Pegou a mão do administrador e a apertou firmemente.
— Minha gente está preparando algumas cabinas para o senhor. Posso lhe perguntar
por que motivo desceu aqui neste planeta horrível? Onde deixou sua nave?
— Explodiu no espaço, a três anos-luz daqui. Aterrissamos neste planeta com um
pequeno aparelho que acabou tragado pelo solo misterioso do planeta. Depois, fugimos e
encontramos esta ilha de pedra. Foi mais ou menos tudo.
— Oh! — disse o capitão, completamente sem jeito e acanhado. — Quer dizer então
que sua aterrissagem não foi voluntária? Então peço licença para retirar tudo que eu
disse.
— Está certo — aceitou Rhodan, sorrindo.
Logo em seguida, sua atenção foi desviada por um furioso xingatório que vinha da
escotilha da Lizard. Então alguma coisa de colorido intenso fez um ruído de ruflar de asas
e acabou pousando no ombro de Graybound. Toureiro encontrara afinal seu amo.
— Velho malandro! Maluco sem-vergonha — esganiçava ele para Rhodan, que
curiosamente o olhava.
Bell abriu a boca e arregalou os olhos.
— Não tolero isto — disse ele desesperado. — Uma ave deste tipo!
Graybound estava oscilando entre o acanhamento e a cólera. Mas teve uma boa
saída.
— É uma ave muito inteligente, às vezes, porém, indiscreta. Naturalmente não o
conhece, mister Rhodan.
Depois disso, o capitão ficou muito sério e não falou mais.
Gucky, o rato-castor, nunca vira em toda sua vida um papagaio. E muito menos um
que sabia falar e xingar o administrador do Império Solar de malandro e sem-vergonha. A
boca de Gucky estava meio aberta, aparecendo o dente roedor. Seu olhar refletia
melancolia. O único descontraído ali era mesmo o papagaio Toureiro. Bateu as asas e
soltou a língua de novo:
— Viva! Um dente só!
Gucky fechou a boca, sem dizer uma palavra.
“A ave é inteligente, e como!”, pensava Gucky.
Depois de tantos perigos por que passaram, Rhodan estava se distraindo com aquele
espetáculo. Até os outros oficiais chegaram mais perto. Nunca tinham visto o rato-castor
ficar devendo uma resposta.
Graybound estava muito feliz com o espetáculo que seu papagaio estava oferecendo.
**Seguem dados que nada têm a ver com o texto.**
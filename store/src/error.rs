use thiserror::Error;

#[derive(Debug, Error)]
pub enum StoreError {
    #[error("key not found: {0}")]
    NotFound(String),

    #[error("storage backend error: {0}")]
    Backend(String),

    #[error("backend unavailable: {0}")]
    Unavailable(String),

    #[error("serialization error: {0}")]
    Serialization(String),
}
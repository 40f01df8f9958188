//! Structured logging initialisation.
//!
//! Two output formats are supported:
//! - [`LogFormat::Human`]: readable lines for local runs.
//! - [`LogFormat::Json`]: newline-delimited JSON for log aggregation.
//!
//! The filter can be overridden at runtime via the `RUST_LOG` environment
//! variable. When `RUST_LOG` is not set, the caller-supplied `level` string is
//! used (e.g. `"info"`, `"info,civitas::integrity=warn"`).

use std::str::FromStr;
use thiserror::Error;
use tracing_subscriber::{fmt, layer::SubscriberExt, util::SubscriberInitExt, EnvFilter};

/// Selects the output format for structured logs.
#[derive(Debug, Clone, Copy, PartialEq, Eq)]
pub enum LogFormat {
    Human,
    Json,
}

#[derive(Debug, Error)]
#[error("unknown log format {0:?}, expected \"human\" or \"json\"")]
pub struct UnknownLogFormat(pub String);

impl FromStr for LogFormat {
    type Err = UnknownLogFormat;

    fn from_str(s: &str) -> Result<Self, Self::Err> {
        match s.to_ascii_lowercase().as_str() {
            "human" => Ok(Self::Human),
            "json" => Ok(Self::Json),
            _ => Err(UnknownLogFormat(s.to_string())),
        }
    }
}

/// Initialise the global tracing subscriber.
///
/// Logs go to stderr so command output on stdout stays machine-readable.
///
/// # Panics
///
/// Panics if a global subscriber has already been set (i.e. this function
/// was called twice in the same process).
pub fn init_logging(format: LogFormat, level: &str) {
    let filter = EnvFilter::try_from_default_env().unwrap_or_else(|_| EnvFilter::new(level));

    match format {
        LogFormat::Human => {
            tracing_subscriber::registry()
                .with(filter)
                .with(fmt::layer().with_target(true).with_writer(std::io::stderr))
                .init();
        }
        LogFormat::Json => {
            tracing_subscriber::registry()
                .with(filter)
                .with(
                    fmt::layer()
                        .json()
                        .with_target(true)
                        .with_thread_ids(true)
                        .with_writer(std::io::stderr),
                )
                .init();
        }
    }
}
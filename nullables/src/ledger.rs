//! Nullable ledger: in-memory staking positions.

use crate::Faults;
use async_trait::async_trait;
use civitas_store::{StakeReader, StoreError};
use civitas_types::{Address, StakingPosition, Timestamp};
use std::collections::HashMap;
use std::sync::atomic::{AtomicU64, Ordering};
use std::sync::Mutex;

/// An in-memory staking ledger for testing.
///
/// Counts reads so tests can assert that cache hits never reach the ledger.
#[derive(Default)]
pub struct NullLedger {
    positions: Mutex<HashMap<Address, Vec<StakingPosition>>>,
    reads: AtomicU64,
    pub faults: Faults,
}

impl NullLedger {
    pub fn new() -> Self {
        Self::default()
    }

    /// Seed the ledger with a batch of positions.
    pub fn with_positions(positions: impl IntoIterator<Item = StakingPosition>) -> Self {
        let ledger = Self::new();
        for position in positions {
            ledger.add_position(position);
        }
        ledger
    }

    /// Record a new stake lot for its owner.
    pub fn add_position(&self, position: StakingPosition) {
        self.positions
            .lock()
            .unwrap()
            .entry(position.owner.clone())
            .or_default()
            .push(position);
    }

    /// Number of `active_positions` calls served so far.
    pub fn read_count(&self) -> u64 {
        self.reads.load(Ordering::SeqCst)
    }
}

#[async_trait]
impl StakeReader for NullLedger {
    async fn active_positions(
        &self,
        address: &Address,
        as_of: Timestamp,
    ) -> Result<Vec<StakingPosition>, StoreError> {
        self.reads.fetch_add(1, Ordering::SeqCst);
        self.faults.apply("ledger").await?;
        Ok(self
            .positions
            .lock()
            .unwrap()
            .get(address)
            .map(|lots| lots.iter().filter(|p| p.is_active(as_of)).cloned().collect())
            .unwrap_or_default())
    }
}
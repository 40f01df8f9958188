//! Per-category quorum thresholds.

use crate::GovernanceError;
use civitas_types::{mul_div_floor, BPS_DENOMINATOR};
use serde::{Deserialize, Serialize};
use std::collections::BTreeMap;

/// Static mapping `category → fraction of total supply` (basis points).
#[derive(Clone, Debug, PartialEq, Eq, Serialize, Deserialize)]
pub struct QuorumTable {
    /// Fraction used for categories missing from `categories`.
    #[serde(default = "default_quorum_bps")]
    pub default_bps: u32,

    #[serde(default = "default_categories")]
    pub categories: BTreeMap<String, u32>,
}

fn default_quorum_bps() -> u32 {
    1_000
}

fn default_categories() -> BTreeMap<String, u32> {
    [
        ("treasury", 1_500),
        ("protocol", 2_000),
        ("community", 1_000),
        ("agro-projects", 1_200),
        ("other", 500),
    ]
    .into_iter()
    .map(|(name, bps)| (name.to_string(), bps))
    .collect()
}

impl Default for QuorumTable {
    fn default() -> Self {
        Self {
            default_bps: default_quorum_bps(),
            categories: default_categories(),
        }
    }
}

impl QuorumTable {
    /// Fraction (bps) that applies to `category`.
    pub fn bps_for(&self, category: &str) -> u32 {
        self.categories
            .get(category)
            .copied()
            .unwrap_or(self.default_bps)
    }

    /// `floor(total_supply * fraction)` for `category`.
    pub fn compute_quorum(&self, category: &str, total_supply: u128) -> u128 {
        mul_div_floor(total_supply, self.bps_for(category) as u128, BPS_DENOMINATOR)
    }

    /// Every fraction must lie in `0..=10000` bps.
    pub fn validate(&self) -> Result<(), GovernanceError> {
        let limit = BPS_DENOMINATOR as u32;
        if self.default_bps > limit {
            return Err(GovernanceError::Config(format!(
                "quorum default_bps {} exceeds {limit}",
                self.default_bps
            )));
        }
        if let Some((name, bps)) = self.categories.iter().find(|(_, bps)| **bps > limit) {
            return Err(GovernanceError::Config(format!(
                "quorum for {name:?} is {bps} bps, exceeds {limit}"
            )));
        }
        Ok(())
    }
}
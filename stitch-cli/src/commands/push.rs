//! `stitch push`: send local changes to the remote.

use anyhow::Result;
use clap::Args;
use colored::Colorize;

use stitch_sync::{push, PushMode, PushResult, RunStatus};

use super::{finish, Context};

/// Arguments for `stitch push`.
#[derive(Args, Debug)]
pub struct PushArgs {
    /// Push every tracked file, not just changed and new ones.
    #[arg(long)]
    pub all: bool,
}

impl PushArgs {
    pub fn run(self, ctx: &Context) -> Result<()> {
        let root = ctx.root()?;
        let mode = if self.all {
            PushMode::All
        } else {
            PushMode::Changed
        };

        // Skip building a client when there is provably nothing to send.
        if mode == PushMode::Changed {
            let cache = stitch_sync::HashCache::open(&root, &ctx.scope);
            if cache.get_changes(&root).pending().is_empty() {
                println!("✓ Nothing to push");
                return Ok(());
            }
        }

        let mut remote = ctx.remote(&root)?;
        let result = push(&root, &mut remote, mode, &ctx.scope);
        print_result(&result);
        finish(result.status(), "push")
    }
}

fn print_result(result: &PushResult) {
    for path in &result.pushed {
        println!("  {}  {path}", "↑".green());
    }
    for failure in &result.errors {
        println!(
            "  {} {} ({}): {}",
            "✗".red().bold(),
            failure.file,
            failure.kind,
            failure.message
        );
    }

    match result.status() {
        RunStatus::NothingToDo => println!("✓ Nothing to push"),
        RunStatus::Complete => println!(
            "{} Pushed {} file(s), {} up to date",
            "✓".green().bold(),
            result.pushed.len(),
            result.skipped.len()
        ),
        RunStatus::Partial => println!(
            "{} Pushed {} file(s), {} item(s) failed",
            "!".yellow().bold(),
            result.pushed.len(),
            result.errors.len()
        ),
    }
}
Cada minuto ganho representava mais garantia para ele. Neste meio tempo, o pessoal
estaria dando um jeito lá nos depósitos da Lizard.
— Cara de pimentão! — berrou o louro, olhando de passagem para Gucky.
Mas seus olhos inteligentes demoraram por mais tempo no rosto vermelho de Bell.
Não havia dúvida de que a brincadeira era para ele. Mas o gorducho não fez nenhum
comentário e, disfarçando, engoliu a ofensa, sem saber como.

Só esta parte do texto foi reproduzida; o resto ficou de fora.